Stored items:
================
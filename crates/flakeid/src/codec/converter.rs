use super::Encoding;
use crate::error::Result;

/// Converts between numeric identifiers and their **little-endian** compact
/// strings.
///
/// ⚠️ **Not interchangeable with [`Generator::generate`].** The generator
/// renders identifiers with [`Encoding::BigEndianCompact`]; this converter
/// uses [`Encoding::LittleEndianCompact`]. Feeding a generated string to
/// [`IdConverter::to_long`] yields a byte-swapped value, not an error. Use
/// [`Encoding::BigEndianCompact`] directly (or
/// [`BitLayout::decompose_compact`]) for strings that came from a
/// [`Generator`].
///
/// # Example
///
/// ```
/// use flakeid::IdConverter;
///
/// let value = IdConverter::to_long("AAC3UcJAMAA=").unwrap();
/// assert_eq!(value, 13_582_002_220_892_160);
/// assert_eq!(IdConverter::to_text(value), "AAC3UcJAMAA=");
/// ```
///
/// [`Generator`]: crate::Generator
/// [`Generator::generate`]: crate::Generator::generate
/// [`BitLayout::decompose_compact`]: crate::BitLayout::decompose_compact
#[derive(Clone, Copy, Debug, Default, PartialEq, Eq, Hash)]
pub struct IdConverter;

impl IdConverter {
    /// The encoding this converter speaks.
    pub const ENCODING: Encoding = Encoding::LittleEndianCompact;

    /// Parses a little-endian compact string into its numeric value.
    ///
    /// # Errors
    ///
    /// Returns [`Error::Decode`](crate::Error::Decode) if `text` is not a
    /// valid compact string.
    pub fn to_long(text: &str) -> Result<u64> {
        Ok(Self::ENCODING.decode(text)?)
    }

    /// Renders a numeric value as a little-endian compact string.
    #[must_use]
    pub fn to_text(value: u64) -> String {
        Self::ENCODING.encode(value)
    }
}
================
» **Brief**: Go through the lines above. Select every one that has the string "IdConverter".

» **Solution for this task**:
/// [`IdConverter::to_long`] yields a byte-swapped value, not an error. Use
/// use flakeid::IdConverter;
/// let value = IdConverter::to_long("AAC3UcJAMAA=").unwrap();
/// assert_eq!(IdConverter::to_text(value), "AAC3UcJAMAA=");
pub struct IdConverter;
impl IdConverter {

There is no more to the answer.